### EXERCISE PROMPT
Report how many lines of the listing contain the string "paths", with no other words.

### ENTRIES SHOWN
>>>

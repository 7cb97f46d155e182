//! Configuration for noel.
//!
//! Every location noel touches (the Ketarin profile directory, the job
//! database name, the chocopkgup config file, the Ketarin executable) comes
//! from here rather than from compiled-in literals, so tests can point the
//! whole system at a temporary directory.
//!
//! # Configuration File Locations
//!
//! - Unix: `~/.config/noel/noel.toml`
//! - Windows: `%APPDATA%\noel\config\noel.toml`
//!
//! # Example TOML
//!
//! ```toml
//! [database]
//! app_data_var = "APPDATA"
//! app_dir_name = "Ketarin"
//! file_name = "jobs.db"
//!
//! [updater]
//! config_path = 'C:\tools\ChocolateyPackageUpdater\chocopkgup.exe.config'
//! packages_folder_key = "PackagesFolder"
//!
//! [ketarin]
//! executable = "ketarin"
//! process_name = "ketarin"
//!
//! [logging]
//! level = "warn"
//! ```

use std::path::{Path, PathBuf};

use serde::{Deserialize, Serialize};
use thiserror::Error;

/// Configuration errors
#[derive(Debug, Error)]
pub enum ConfigError {
    /// Failed to read config file
    #[error("Failed to read config file: {0}")]
    ReadError(#[from] std::io::Error),

    /// Failed to parse config file
    #[error("Failed to parse config file: {0}")]
    ParseError(#[from] toml::de::Error),

    /// Failed to serialize config
    #[error("Failed to serialize config: {0}")]
    SerializeError(#[from] toml::ser::Error),

    /// Invalid configuration value
    #[error("Invalid configuration: {0}")]
    ValidationError(String),
}

/// Top-level noel configuration.
#[derive(Debug, Clone, Default, PartialEq, Serialize, Deserialize)]
pub struct NoelConfig {
    /// Ketarin job database location
    #[serde(default)]
    pub database: DatabaseConfig,

    /// chocopkgup configuration file
    #[serde(default)]
    pub updater: UpdaterConfig,

    /// Ketarin executable and its files
    #[serde(default)]
    pub ketarin: KetarinConfig,

    /// Logging configuration
    #[serde(default)]
    pub logging: LoggingConfig,
}

/// Where the live job database is and where the working copy goes.
#[derive(Debug, Clone, PartialEq, Serialize, Deserialize)]
pub struct DatabaseConfig {
    /// Environment variable holding the per-user application data directory
    #[serde(default = "default_app_data_var")]
    pub app_data_var: String,

    /// Ketarin's directory name under the application data directory
    #[serde(default = "default_app_dir_name")]
    pub app_dir_name: String,

    /// Job database file name
    #[serde(default = "default_database_file_name")]
    pub file_name: String,

    /// Directory for the working copy (empty = current directory)
    #[serde(default)]
    pub working_dir: Option<PathBuf>,
}

fn default_app_data_var() -> String {
    "APPDATA".to_string()
}

fn default_app_dir_name() -> String {
    "Ketarin".to_string()
}

fn default_database_file_name() -> String {
    "jobs.db".to_string()
}

impl Default for DatabaseConfig {
    fn default() -> Self {
        Self {
            app_data_var: default_app_data_var(),
            app_dir_name: default_app_dir_name(),
            file_name: default_database_file_name(),
            working_dir: None,
        }
    }
}

/// The chocopkgup XML configuration noel patches.
#[derive(Debug, Clone, PartialEq, Serialize, Deserialize)]
pub struct UpdaterConfig {
    /// Path to `chocopkgup.exe.config`
    #[serde(default = "default_updater_config_path")]
    pub config_path: PathBuf,

    /// Setting key holding the packages folder
    #[serde(default = "default_packages_folder_key")]
    pub packages_folder_key: String,
}

fn default_updater_config_path() -> PathBuf {
    PathBuf::from(r"C:\tools\ChocolateyPackageUpdater\chocopkgup.exe.config")
}

fn default_packages_folder_key() -> String {
    "PackagesFolder".to_string()
}

impl Default for UpdaterConfig {
    fn default() -> Self {
        Self {
            config_path: default_updater_config_path(),
            packages_folder_key: default_packages_folder_key(),
        }
    }
}

/// How Ketarin is launched and waited on.
#[derive(Debug, Clone, PartialEq, Serialize, Deserialize)]
pub struct KetarinConfig {
    /// Executable to spawn (resolved through PATH)
    #[serde(default = "default_executable")]
    pub executable: String,

    /// Process name passed to the wait helper
    #[serde(default = "default_process_name")]
    pub process_name: String,

    /// Settings file expected in each package directory
    #[serde(default = "default_setting_file_name")]
    pub setting_file_name: String,

    /// Log file name inside the per-run scratch directory
    #[serde(default = "default_log_file_name")]
    pub log_file_name: String,

    /// Prefix of the per-run scratch directory
    #[serde(default = "default_temp_prefix")]
    pub temp_prefix: String,
}

fn default_executable() -> String {
    "ketarin".to_string()
}

fn default_process_name() -> String {
    "ketarin".to_string()
}

fn default_setting_file_name() -> String {
    "Ketarin.xml".to_string()
}

fn default_log_file_name() -> String {
    "ketarin.log".to_string()
}

fn default_temp_prefix() -> String {
    "nodel".to_string()
}

impl Default for KetarinConfig {
    fn default() -> Self {
        Self {
            executable: default_executable(),
            process_name: default_process_name(),
            setting_file_name: default_setting_file_name(),
            log_file_name: default_log_file_name(),
            temp_prefix: default_temp_prefix(),
        }
    }
}

/// Logging configuration
#[derive(Debug, Clone, PartialEq, Serialize, Deserialize)]
pub struct LoggingConfig {
    /// Log level: "error", "warn", "info", "debug", "trace"
    #[serde(default = "default_log_level")]
    pub level: String,
}

fn default_log_level() -> String {
    "warn".to_string()
}

impl Default for LoggingConfig {
    fn default() -> Self {
        Self {
            level: default_log_level(),
        }
    }
}

impl NoelConfig {
    /// Load configuration from file
    pub fn load(path: &Path) -> Result<Self, ConfigError> {
        let content = std::fs::read_to_string(path)?;
        let config: NoelConfig = toml::from_str(&content)?;
        config.validate()?;
        Ok(config)
    }

    /// Load configuration from default location, or defaults if there is none
    pub fn load_default() -> Result<Self, ConfigError> {
        if let Some(path) = Self::default_path() {
            if path.exists() {
                return Self::load(&path);
            }
        }
        Ok(Self::default())
    }

    /// Load configuration from custom path or default
    pub fn load_from(custom_path: Option<&Path>) -> Result<Self, ConfigError> {
        if let Some(path) = custom_path {
            Self::load(path)
        } else {
            Self::load_default()
        }
    }

    /// Get default configuration file path
    pub fn default_path() -> Option<PathBuf> {
        directories::ProjectDirs::from("", "", "noel")
            .map(|dirs| dirs.config_dir().join("noel.toml"))
    }

    /// Save configuration to file
    pub fn save(&self, path: &Path) -> Result<(), ConfigError> {
        let content = toml::to_string_pretty(self)?;
        if let Some(parent) = path.parent() {
            std::fs::create_dir_all(parent)?;
        }
        std::fs::write(path, content)?;
        Ok(())
    }

    /// Validate configuration values
    pub fn validate(&self) -> Result<(), ConfigError> {
        non_empty("database.app_data_var", &self.database.app_data_var)?;
        bare_file_name("database.app_dir_name", &self.database.app_dir_name)?;
        bare_file_name("database.file_name", &self.database.file_name)?;

        if self.updater.config_path.as_os_str().is_empty() {
            return Err(ConfigError::ValidationError(
                "updater.config_path must not be empty".to_string(),
            ));
        }
        non_empty("updater.packages_folder_key", &self.updater.packages_folder_key)?;

        non_empty("ketarin.executable", &self.ketarin.executable)?;
        non_empty("ketarin.process_name", &self.ketarin.process_name)?;
        bare_file_name("ketarin.setting_file_name", &self.ketarin.setting_file_name)?;
        bare_file_name("ketarin.log_file_name", &self.ketarin.log_file_name)?;
        bare_file_name("ketarin.temp_prefix", &self.ketarin.temp_prefix)?;

        let valid_levels = ["error", "warn", "info", "debug", "trace"];
        if !valid_levels.contains(&self.logging.level.as_str()) {
            return Err(ConfigError::ValidationError(format!(
                "Invalid log level '{}'. Valid values: {:?}",
                self.logging.level, valid_levels
            )));
        }

        Ok(())
    }
}

fn non_empty(field: &str, value: &str) -> Result<(), ConfigError> {
    if value.trim().is_empty() {
        return Err(ConfigError::ValidationError(format!(
            "{field} must not be empty"
        )));
    }
    Ok(())
}

fn bare_file_name(field: &str, value: &str) -> Result<(), ConfigError> {
    non_empty(field, value)?;
    if value.contains(|c| c == '/' || c == '\\') || value == "." || value == ".." {
        return Err(ConfigError::ValidationError(format!(
            "{field} must be a bare file name, got '{value}'"
        )));
    }
    Ok(())
}
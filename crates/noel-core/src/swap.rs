//! Job database swapping.
//!
//! Moves Ketarin's live job database out of the way before a package run and
//! puts it back afterwards. This module provides:
//! - Swap-out: copy the live database to a working copy and a timestamped backup
//! - Restore-in: replace the live database with the working copy
//! - Clear: delete the live database
//! - Listing the backups left behind by earlier swaps
//!
//! # File Layout
//!
//! ```text
//! %APPDATA%\Ketarin\
//! ├── jobs.db                                   # live database
//! ├── jobs.db_2024-03-09-070509.noel.bak        # one backup per swap-out
//! └── jobs.db_2024-03-10-081112.noel.bak
//! .\jobs.db                                     # working copy
//! ```
//!
//! Backups are write-once. They are never read back, overwritten or pruned.

use std::fs::{self, OpenOptions};
use std::io::Write;
use std::path::{Path, PathBuf};

use chrono::NaiveDateTime;
use sha2::{Digest, Sha256};
use tracing::{debug, info, warn};

use crate::clock::{Clock, SystemClock};
use crate::error::NoelError;
use crate::fsutil::write_atomic;
use crate::paths::PathResolver;

/// Swaps the live job database in and out.
///
/// Holds no state between calls: every operation re-resolves its paths and
/// reopens its files.
pub struct DatabaseSwap<C = SystemClock> {
    resolver: PathResolver,
    clock: C,
}

impl DatabaseSwap<SystemClock> {
    /// Create a swap engine timestamping backups with the system clock.
    pub fn new(resolver: PathResolver) -> Self {
        Self::with_clock(resolver, SystemClock)
    }
}

impl<C: Clock> DatabaseSwap<C> {
    pub fn with_clock(resolver: PathResolver, clock: C) -> Self {
        Self { resolver, clock }
    }

    pub fn resolver(&self) -> &PathResolver {
        &self.resolver
    }

    /// Copy the live database to the working copy and to a new backup.
    ///
    /// The live file is read once into memory and both destinations are
    /// written from that buffer. The working copy is created or truncated;
    /// the backup must not already exist and is created first, so a taken
    /// backup name leaves the working copy untouched.
    ///
    /// # Errors
    ///
    /// Returns an error if:
    /// - The application data directory is unknown
    /// - The live database is missing or unreadable
    /// - Either destination cannot be created or written
    ///
    /// A failure writing the working copy leaves the new backup in place.
    pub fn swap_out(&self) -> Result<SwapOutcome, NoelError> {
        let live = self.resolver.live_database_path()?;
        let content = fs::read(&live).map_err(|e| NoelError::io(&live, e))?;

        let created_at = self.clock.now();
        let working = self.resolver.working_copy_path();
        let backup = self.resolver.backup_path(&created_at)?;

        info!(
            "Swapping out {:?} ({} bytes) to {:?}, backup {:?}",
            live,
            content.len(),
            working,
            backup
        );

        // The backup goes first: if its name is taken the working copy must
        // still hold the previous swap's content.
        write_new(&backup, &content)?;
        fs::write(&working, &content).map_err(|e| NoelError::io(&working, e))?;

        let outcome = SwapOutcome {
            live,
            working,
            backup,
            created_at,
            bytes: content.len() as u64,
            sha256: sha256_hex(&content),
        };
        debug!("Swap-out completed: {:?}", outcome);
        Ok(outcome)
    }

    /// Replace the live database with the working copy.
    ///
    /// The working copy is left in place. The live database's directory is
    /// not created; if it is missing the restore fails.
    pub fn restore_in(&self) -> Result<RestoreOutcome, NoelError> {
        let working = self.resolver.working_copy_path();
        let content = fs::read(&working).map_err(|e| NoelError::io(&working, e))?;
        let live = self.resolver.live_database_path()?;

        info!(
            "Restoring {:?} ({} bytes) over {:?}",
            working,
            content.len(),
            live
        );
        write_atomic(&live, &content)?;

        Ok(RestoreOutcome {
            live,
            working,
            bytes: content.len() as u64,
            sha256: sha256_hex(&content),
        })
    }

    /// Delete the live database. A missing database is an error.
    pub fn clear(&self) -> Result<PathBuf, NoelError> {
        let live = self.resolver.live_database_path()?;
        fs::remove_file(&live).map_err(|e| NoelError::io(&live, e))?;
        info!("Deleted live database {:?}", live);
        Ok(live)
    }

    /// List backups next to the live database, newest first.
    ///
    /// Only file names and metadata are inspected; backup content is never
    /// read. A missing database directory yields an empty list.
    pub fn list_backups(&self) -> Result<Vec<BackupInfo>, NoelError> {
        let dir = self.resolver.database_dir()?;
        let mut backups = Vec::new();

        if !dir.exists() {
            return Ok(backups);
        }

        let entries = fs::read_dir(&dir).map_err(|e| NoelError::io(&dir, e))?;
        for entry in entries {
            let entry = entry.map_err(|e| NoelError::io(&dir, e))?;
            let path = entry.path();

            let Some(created_at) = path
                .file_name()
                .and_then(|name| name.to_str())
                .and_then(|name| self.resolver.parse_backup_file_name(name))
            else {
                continue;
            };

            match entry.metadata() {
                Ok(metadata) if metadata.is_file() => backups.push(BackupInfo {
                    path,
                    created_at,
                    size: metadata.len(),
                }),
                Ok(_) => debug!("Skipping non-file backup entry {:?}", path),
                Err(e) => warn!("Failed to read metadata for {:?}: {}", path, e),
            }
        }

        backups.sort_by(|a, b| b.created_at.cmp(&a.created_at));
        Ok(backups)
    }
}

/// Write `data` to a file that must not exist yet.
fn write_new(path: &Path, data: &[u8]) -> Result<(), NoelError> {
    let mut file = OpenOptions::new()
        .write(true)
        .create_new(true)
        .open(path)
        .map_err(|e| NoelError::io(path, e))?;
    file.write_all(data).map_err(|e| NoelError::io(path, e))?;
    file.sync_all().map_err(|e| NoelError::io(path, e))
}

fn sha256_hex(data: &[u8]) -> String {
    hex::encode(Sha256::digest(data))
}

/// Result of a successful swap-out.
#[derive(Debug, Clone, PartialEq, Eq)]
pub struct SwapOutcome {
    /// Live database that was copied
    pub live: PathBuf,
    /// Working copy written
    pub working: PathBuf,
    /// Backup created
    pub backup: PathBuf,
    /// Timestamp embedded in the backup name
    pub created_at: NaiveDateTime,
    /// Size of the copied content
    pub bytes: u64,
    /// SHA-256 of the copied content
    pub sha256: String,
}

/// Result of a successful restore-in.
#[derive(Debug, Clone, PartialEq, Eq)]
pub struct RestoreOutcome {
    pub live: PathBuf,
    pub working: PathBuf,
    pub bytes: u64,
    pub sha256: String,
}

/// A backup file found next to the live database.
#[derive(Debug, Clone, PartialEq, Eq)]
pub struct BackupInfo {
    pub path: PathBuf,
    /// Timestamp parsed from the file name
    pub created_at: NaiveDateTime,
    pub size: u64,
}

#[cfg(test)]
mod tests {
    use super::*;
    use crate::clock::FixedClock;
    use crate::config::{DatabaseConfig, UpdaterConfig};
    use chrono::NaiveDate;
    use tempfile::TempDir;

    fn stamp(s: u32) -> NaiveDateTime {
        NaiveDate::from_ymd_opt(2024, 3, 9)
            .unwrap()
            .and_hms_opt(7, 5, s)
            .unwrap()
    }

    /// Lay out `<temp>/appdata/Ketarin` and `<temp>/work`, returning a swap
    /// engine rooted there.
    fn create_test_swap(at: NaiveDateTime) -> (DatabaseSwap<FixedClock>, TempDir) {
        let temp = TempDir::new().unwrap();
        let app_data = temp.path().join("appdata");
        fs::create_dir_all(app_data.join("Ketarin")).unwrap();
        fs::create_dir_all(temp.path().join("work")).unwrap();

        let mut database = DatabaseConfig::default();
        database.working_dir = Some(temp.path().join("work"));
        let resolver = PathResolver::with_app_data(database, UpdaterConfig::default(), Some(app_data));
        (DatabaseSwap::with_clock(resolver, FixedClock(at)), temp)
    }

    fn live_path(swap: &DatabaseSwap<FixedClock>) -> PathBuf {
        swap.resolver().live_database_path().unwrap()
    }

    #[test]
    fn test_swap_out_copies_to_working_and_backup() {
        let (swap, _temp) = create_test_swap(stamp(9));
        fs::write(live_path(&swap), b"DBv1").unwrap();

        let outcome = swap.swap_out().unwrap();

        assert_eq!(fs::read(&outcome.working).unwrap(), b"DBv1");
        assert_eq!(fs::read(&outcome.backup).unwrap(), b"DBv1");
        assert_eq!(fs::read(live_path(&swap)).unwrap(), b"DBv1");
        assert_eq!(outcome.bytes, 4);
        assert_eq!(outcome.created_at, stamp(9));
        assert!(outcome
            .backup
            .ends_with("jobs.db_2024-03-09-070509.noel.bak"));
    }

    #[test]
    fn test_swap_out_large_content_reaches_both_destinations() {
        let (swap, _temp) = create_test_swap(stamp(1));
        let content: Vec<u8> = (0..3 * 1024 * 1024).map(|i| (i % 251) as u8).collect();
        fs::write(live_path(&swap), &content).unwrap();

        let outcome = swap.swap_out().unwrap();

        assert_eq!(fs::read(&outcome.working).unwrap(), content);
        assert_eq!(fs::read(&outcome.backup).unwrap(), content);
        assert_eq!(outcome.bytes, content.len() as u64);
    }

    #[test]
    fn test_swap_out_missing_live_fails() {
        let (swap, _temp) = create_test_swap(stamp(1));
        let err = swap.swap_out().unwrap_err();
        assert!(err.is_not_found());
        assert!(!swap.resolver().working_copy_path().exists());
    }

    #[test]
    fn test_swap_out_never_overwrites_backup() {
        let (swap, _temp) = create_test_swap(stamp(1));
        fs::write(live_path(&swap), b"DBv1").unwrap();
        let first = swap.swap_out().unwrap();

        fs::write(live_path(&swap), b"DBv2").unwrap();
        let err = swap.swap_out().unwrap_err();
        assert!(matches!(err, NoelError::Io { ref source, .. }
            if source.kind() == std::io::ErrorKind::AlreadyExists));

        assert_eq!(fs::read(&first.backup).unwrap(), b"DBv1");
        assert_eq!(fs::read(&first.working).unwrap(), b"DBv1");
    }

    #[test]
    fn test_swap_out_does_not_create_working_copy_when_backup_taken() {
        let (swap, _temp) = create_test_swap(stamp(2));
        fs::write(live_path(&swap), b"DBv1").unwrap();
        let backup = swap.resolver().backup_path(&stamp(2)).unwrap();
        fs::write(&backup, b"older").unwrap();

        assert!(swap.swap_out().is_err());
        assert!(!swap.resolver().working_copy_path().exists());
        assert_eq!(fs::read(&backup).unwrap(), b"older");
    }

    #[test]
    fn test_swap_out_hash() {
        let (swap, _temp) = create_test_swap(stamp(1));
        fs::write(live_path(&swap), b"hello world").unwrap();

        let outcome = swap.swap_out().unwrap();
        assert_eq!(
            outcome.sha256,
            "b94d27b9934d3e08a52e52d7da7dabfac484efe37a5380ee9088f7ace2efcde9"
        );
    }

    #[test]
    fn test_restore_in_overwrites_live() {
        let (swap, _temp) = create_test_swap(stamp(1));
        fs::write(live_path(&swap), b"DBv2").unwrap();
        fs::write(swap.resolver().working_copy_path(), b"DBv1").unwrap();

        let outcome = swap.restore_in().unwrap();

        assert_eq!(fs::read(live_path(&swap)).unwrap(), b"DBv1");
        assert_eq!(fs::read(&outcome.working).unwrap(), b"DBv1");
        assert_eq!(outcome.bytes, 4);
    }

    #[test]
    fn test_restore_in_creates_absent_live() {
        let (swap, _temp) = create_test_swap(stamp(1));
        fs::write(swap.resolver().working_copy_path(), b"DBv1").unwrap();

        swap.restore_in().unwrap();
        assert_eq!(fs::read(live_path(&swap)).unwrap(), b"DBv1");
    }

    #[test]
    fn test_restore_in_missing_working_fails() {
        let (swap, _temp) = create_test_swap(stamp(1));
        fs::write(live_path(&swap), b"DBv2").unwrap();

        let err = swap.restore_in().unwrap_err();
        assert!(err.is_not_found());
        assert_eq!(fs::read(live_path(&swap)).unwrap(), b"DBv2");
    }

    #[test]
    fn test_restore_in_missing_live_dir_fails() {
        let (swap, _temp) = create_test_swap(stamp(1));
        fs::write(swap.resolver().working_copy_path(), b"DBv1").unwrap();
        fs::remove_dir_all(swap.resolver().database_dir().unwrap()).unwrap();

        assert!(swap.restore_in().is_err());
        assert!(!swap.resolver().database_dir().unwrap().exists());
    }

    #[test]
    fn test_clear() {
        let (swap, _temp) = create_test_swap(stamp(1));
        fs::write(live_path(&swap), b"DBv1").unwrap();

        let removed = swap.clear().unwrap();
        assert_eq!(removed, live_path(&swap));
        assert!(!removed.exists());

        // Second clear has nothing to delete.
        assert!(swap.clear().unwrap_err().is_not_found());
    }

    #[test]
    fn test_operations_without_app_data() {
        let resolver = PathResolver::with_app_data(
            DatabaseConfig::default(),
            UpdaterConfig::default(),
            None,
        );
        let swap = DatabaseSwap::with_clock(resolver, FixedClock(stamp(1)));

        assert!(matches!(swap.swap_out(), Err(NoelError::Environment { .. })));
        assert!(matches!(swap.clear(), Err(NoelError::Environment { .. })));
        assert!(matches!(swap.list_backups(), Err(NoelError::Environment { .. })));
    }

    #[test]
    fn test_list_backups_newest_first() {
        let (swap, _temp) = create_test_swap(stamp(1));
        let dir = swap.resolver().database_dir().unwrap();
        fs::write(live_path(&swap), b"DBv1").unwrap();

        swap.swap_out().unwrap();
        let later = DatabaseSwap::with_clock(swap.resolver().clone(), FixedClock(stamp(30)));
        later.swap_out().unwrap();

        // Unrelated files are ignored.
        fs::write(dir.join("jobs.db.old"), b"x").unwrap();
        fs::write(dir.join("jobs.db_garbage.noel.bak"), b"x").unwrap();

        let backups = swap.list_backups().unwrap();
        assert_eq!(backups.len(), 2);
        assert_eq!(backups[0].created_at, stamp(30));
        assert_eq!(backups[1].created_at, stamp(1));
        assert!(backups.iter().all(|b| b.size == 4));
    }

    #[test]
    fn test_list_backups_missing_dir() {
        let (swap, _temp) = create_test_swap(stamp(1));
        fs::remove_dir_all(swap.resolver().database_dir().unwrap()).unwrap();
        assert!(swap.list_backups().unwrap().is_empty());
    }
}
use std::{
    fs,
    io::{self, Write},
    path::{Path, PathBuf},
    process,
};

use clap::Parser;
use kscript::interpreter::script::core::ScriptModule;

/// kScript is a tiny interpreted scripting language with numbers, strings
/// and block-structured control flow.
#[derive(Parser, Debug)]
#[command(version, about, long_about = None)]
struct Args {
    /// Path to a script file; the interactive prompt starts when omitted.
    script: Option<PathBuf>,
}

fn main() {
    let args = Args::parse();

    match args.script {
        Some(path) => run_file(&path),
        None => run_prompt(),
    }
}

/// Batch mode: compile the whole file, then execute it. Errors are
/// reported on stdout and the process still exits cleanly.
fn run_file(path: &Path) {
    let source = fs::read_to_string(path).unwrap_or_else(|_| {
        eprintln!("Failed to read the input file '{}'. Perhaps this file does not exist?",
                  path.display());
        process::exit(1);
    });

    let mut module = ScriptModule::new();
    match module.compile(&source) {
        Ok(()) => {
            if let Err(e) = module.execute() {
                println!("{e}");
            }
        },
        Err(e) => println!("{e}"),
    }
}

/// Interactive mode: evaluate each input line against one persistent
/// module, so variable bindings survive between lines.
fn run_prompt() {
    let mut module = ScriptModule::interactive();
    let stdin = io::stdin();

    loop {
        print!(">> ");
        io::stdout().flush().ok();

        let mut line = String::new();
        match stdin.read_line(&mut line) {
            Ok(0) | Err(_) => break,
            Ok(_) => {},
        }

        match module.eval_line(&line) {
            Ok(Some(value)) => println!("Result >> {value}"),
            Ok(None) => {},
            Err(e) => println!("Syntax error: {e}"),
        }
    }
}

<<<

### TASK SOLUTION
2